So the gold organization for COPD has recognized this. And this box in terms of clinical management of just a COPD patient independent of phenotypes is probably the most critical box. So on the X axis, you’re determining how bad their symptoms are with two COPD questionnaires and on the Y axis going from A to C or B to D, how often they flare and essentially where an individual falls into this box. Will be good to determine how you treat them outside of the specific phenotypes that we’ll begin talking about next.
So before we begin speaking specifically about the phenotypes, I just want to ensure we’re all using the same language. So phenotype scientifically was a part of language around genetics where you have the genotype, which is the change in genetics and the way that it manifests in the world is the phenotype. So that really is what it means originally. That’s not quite the way we’re using it medically and certainly not the way we’re using it in the context of COPD. So this was from an article in 2010 just to and that also kind of underscores how long this idea of trying to phenotype COPD and look at specific therapies has been going on.

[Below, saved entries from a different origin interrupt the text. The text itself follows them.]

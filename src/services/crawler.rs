use std::{path::Path, sync::Arc};

use crate::{
    configuration::CrawlerSettings,
    dal::place_db::PlaceStore,
    domain::{
        job::{CrawlOutcome, CrawlParameters, MatchMode},
        ledger::DedupLedger,
        location::{load_grid, load_locations, Location, SourceError, SubRegionFilter},
        pagination::{plan_for, GridPager, PageDecision, PaginationMode, RadiusLevel},
        place::{NormalizedRecord, RawRecord},
        query::{ExpandOptions, QueryCatalog, QueryVariant},
    },
    services::{
        export_sink::ExportWriter,
        job_controller::JobHandle,
        reference_data::{ReferenceData, RegionReference},
        serper_client::{PlacesProvider, SearchRequest},
    },
};

/// Everything a crawl needs besides its parameters. Built once at startup.
pub struct CrawlContext {
    pub provider: Arc<dyn PlacesProvider>,
    pub store: Arc<dyn PlaceStore>,
    pub reference: Arc<ReferenceData>,
    pub catalog: QueryCatalog,
    pub settings: CrawlerSettings,
}

#[derive(Debug, thiserror::Error)]
pub enum CrawlError {
    #[error("Unknown region '{0}'")]
    UnknownRegion(String),
    #[error("Unknown category '{0}'")]
    UnknownCategory(String),
    #[error("Unknown sub-region '{0}'")]
    UnknownSubRegion(String),
    #[error("Region '{0}' has no grid table")]
    NoGridTable(String),
    #[error(transparent)]
    Source(#[from] SourceError),
    #[error("Failed to write export file: {0}")]
    Export(#[from] csv::Error),
    #[error("Failed to load known places: {0}")]
    Store(String),
}

/// Runs one job to completion. Records already written stay valid when an
/// error cuts the crawl short.
pub async fn run_crawl(
    params: &CrawlParameters,
    export_path: &Path,
    ctx: &CrawlContext,
    handle: &JobHandle,
) -> Result<CrawlOutcome, CrawlError> {
    let region = ctx
        .reference
        .region(&params.region)
        .ok_or_else(|| CrawlError::UnknownRegion(params.region.clone()))?;
    let variants = query_variants(params, &ctx.catalog)?;
    let locations = target_locations(params, region)?;

    let message = format!("Loaded {} target locations", locations.len());
    log::info!("{} for region {}", message, params.region);
    handle.update(|s| {
        s.set_plan(locations.len() * variants.len());
        s.status_message = message.clone();
        s.push_log(message);
    });

    let mut ledger = DedupLedger::new();
    let known_ids = ctx
        .store
        .known_ids(&params.region)
        .await
        .map_err(|e| CrawlError::Store(format!("{:#}", e)))?;
    log::info!(
        "Seeding ledger with {} known places for region {}",
        known_ids.len(),
        params.region
    );
    ledger.seed(known_ids);

    let mut run = CrawlRun {
        params,
        ctx,
        handle,
        country_code: &region.settings.country_code,
        ledger,
        export: ExportWriter::create(export_path)?,
        accepted: 0,
    };

    let outcome = run.crawl_all(&variants, &locations).await?;
    log::info!(
        "Crawl for '{}' ended as {:?}: {} rows in {}, {} places in ledger",
        params.subject(),
        outcome,
        run.export.rows(),
        run.export.path().display(),
        run.ledger.len()
    );
    Ok(outcome)
}

fn query_variants(
    params: &CrawlParameters,
    catalog: &QueryCatalog,
) -> Result<Vec<QueryVariant>, CrawlError> {
    if let Some(category) = &params.category {
        return catalog
            .bundle(category)
            .ok_or_else(|| CrawlError::UnknownCategory(category.clone()));
    }

    let options = ExpandOptions {
        include_translation: params.include_translation,
        include_broad: params.match_mode == MatchMode::LiteralAndBroad,
    };
    Ok(catalog.expand(params.search_term.as_deref().unwrap_or_default(), options))
}

fn target_locations(
    params: &CrawlParameters,
    region: &RegionReference,
) -> Result<Vec<Location>, CrawlError> {
    if let Some(classifier) = &region.classifier {
        if let Some(unknown) = params.sub_regions.iter().find(|c| !classifier.knows(c)) {
            return Err(CrawlError::UnknownSubRegion(unknown.clone()));
        }
    }

    let filter = SubRegionFilter {
        codes: &params.sub_regions,
        classifier: region.classifier.as_ref(),
    };

    match params.pagination {
        PaginationMode::Adaptive => Ok(load_locations(
            &params.region,
            &region.settings.locations_file,
            params.min_weight,
            &filter,
        )?),
        PaginationMode::Grid => {
            let grid_file = region
                .settings
                .grid_file
                .as_ref()
                .ok_or_else(|| CrawlError::NoGridTable(params.region.clone()))?;
            Ok(load_grid(&params.region, grid_file, &filter)?)
        }
    }
}

struct CrawlRun<'a> {
    params: &'a CrawlParameters,
    ctx: &'a CrawlContext,
    handle: &'a JobHandle,
    country_code: &'a str,
    ledger: DedupLedger,
    export: ExportWriter,
    accepted: u64,
}

impl CrawlRun<'_> {
    async fn crawl_all(
        &mut self,
        variants: &[QueryVariant],
        locations: &[Location],
    ) -> Result<CrawlOutcome, CrawlError> {
        for variant in variants {
            for location in locations {
                if let Some(outcome) = self.checkpoint() {
                    return Ok(outcome);
                }
                if let Some(outcome) = self.crawl_location(variant, location).await? {
                    return Ok(outcome);
                }
            }
        }

        Ok(match self.accepted >= self.params.target {
            true => CrawlOutcome::LimitReached,
            false => CrawlOutcome::Completed,
        })
    }

    fn checkpoint(&self) -> Option<CrawlOutcome> {
        if self.accepted >= self.params.target {
            return Some(CrawlOutcome::LimitReached);
        }
        if self.handle.stop_requested() {
            return Some(CrawlOutcome::Stopped);
        }
        None
    }

    async fn crawl_location(
        &mut self,
        variant: &QueryVariant,
        location: &Location,
    ) -> Result<Option<CrawlOutcome>, CrawlError> {
        self.handle.update(|s| s.begin_location(&location.label));

        let mut grid = GridPager::new(self.ctx.settings.grid_page_ceiling);
        let plan = match self.params.pagination {
            PaginationMode::Adaptive => plan_for(location.weight),
            PaginationMode::Grid => grid.plan(RadiusLevel(self.ctx.settings.grid_radius_level)),
        };
        let query = location.localized_query(&variant.text);

        for page in 0..plan.max_pages {
            if page > 0 {
                tokio::time::sleep(self.ctx.settings.page_delay()).await;
            }
            if let Some(outcome) = self.checkpoint() {
                return Ok(Some(outcome));
            }

            let request = SearchRequest {
                query: query.clone(),
                lat: location.lat,
                lon: location.lon,
                country_code: self.country_code.to_string(),
                page,
                radius: plan.radius,
            };
            let records = match self.ctx.provider.search(&request).await {
                Some(records) if !records.is_empty() => records,
                _ => break,
            };

            let fresh = self.absorb_page(records, variant, location).await?;
            if self.accepted >= self.params.target {
                return Ok(Some(CrawlOutcome::LimitReached));
            }
            let keep_paging = match self.params.pagination {
                PaginationMode::Adaptive => fresh > 0,
                PaginationMode::Grid => grid.record_page(fresh) == PageDecision::Continue,
            };
            if !keep_paging {
                break;
            }
        }

        if self.params.pagination == PaginationMode::Grid {
            log::debug!("Grid cell {} done after {} pages", location.label, grid.pages_issued());
        }
        self.handle.update(|s| s.finish_location());
        Ok(None)
    }

    /// Returns how many records on the page were new to the ledger.
    async fn absorb_page(
        &mut self,
        records: Vec<RawRecord>,
        variant: &QueryVariant,
        location: &Location,
    ) -> Result<usize, CrawlError> {
        let mut fresh = 0;

        for raw in records {
            if self.accepted >= self.params.target {
                break;
            }

            let Some(record) =
                NormalizedRecord::from_raw(raw, &self.params.region, &variant.text, location)
            else {
                log::debug!("Dropping place without identifier near {}", location.label);
                self.handle.update(|s| s.dropped += 1);
                continue;
            };
            if !self.ledger.accept(&record.place_id) {
                continue;
            }
            fresh += 1;

            if !self.params.thresholds.passes(&record) {
                self.handle.update(|s| s.skipped += 1);
                continue;
            }

            self.export.append(&record)?;
            if let Err(e) = self.ctx.store.upsert(&record).await {
                log::error!("Failed to store place {}: {:?}", record.place_id, e);
            }
            self.accepted += 1;

            let line = format!("{} ({})", record.name, location.label);
            log::info!("Accepted {}", line);
            let accepted = self.accepted;
            self.handle.update(|s| {
                s.total_leads = accepted;
                s.push_log(line);
            });
        }

        Ok(fresh)
    }
}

But the proposed COPD definition of a phenotype is a single or combination of disease attributes that describe differences between COPD’s as they rate relate to clinically meaningful outcomes and I think that clinically meaningful outcome, it’s really a broad term, it’s intentionally a broad term. Exacerbators is a perfect example of this. It has both symptoms. It also means that they’re going to develop worse disease, so that has a rate of disease progression. And then there are also specific treatments for individuals that respond that have frequent exacerbations.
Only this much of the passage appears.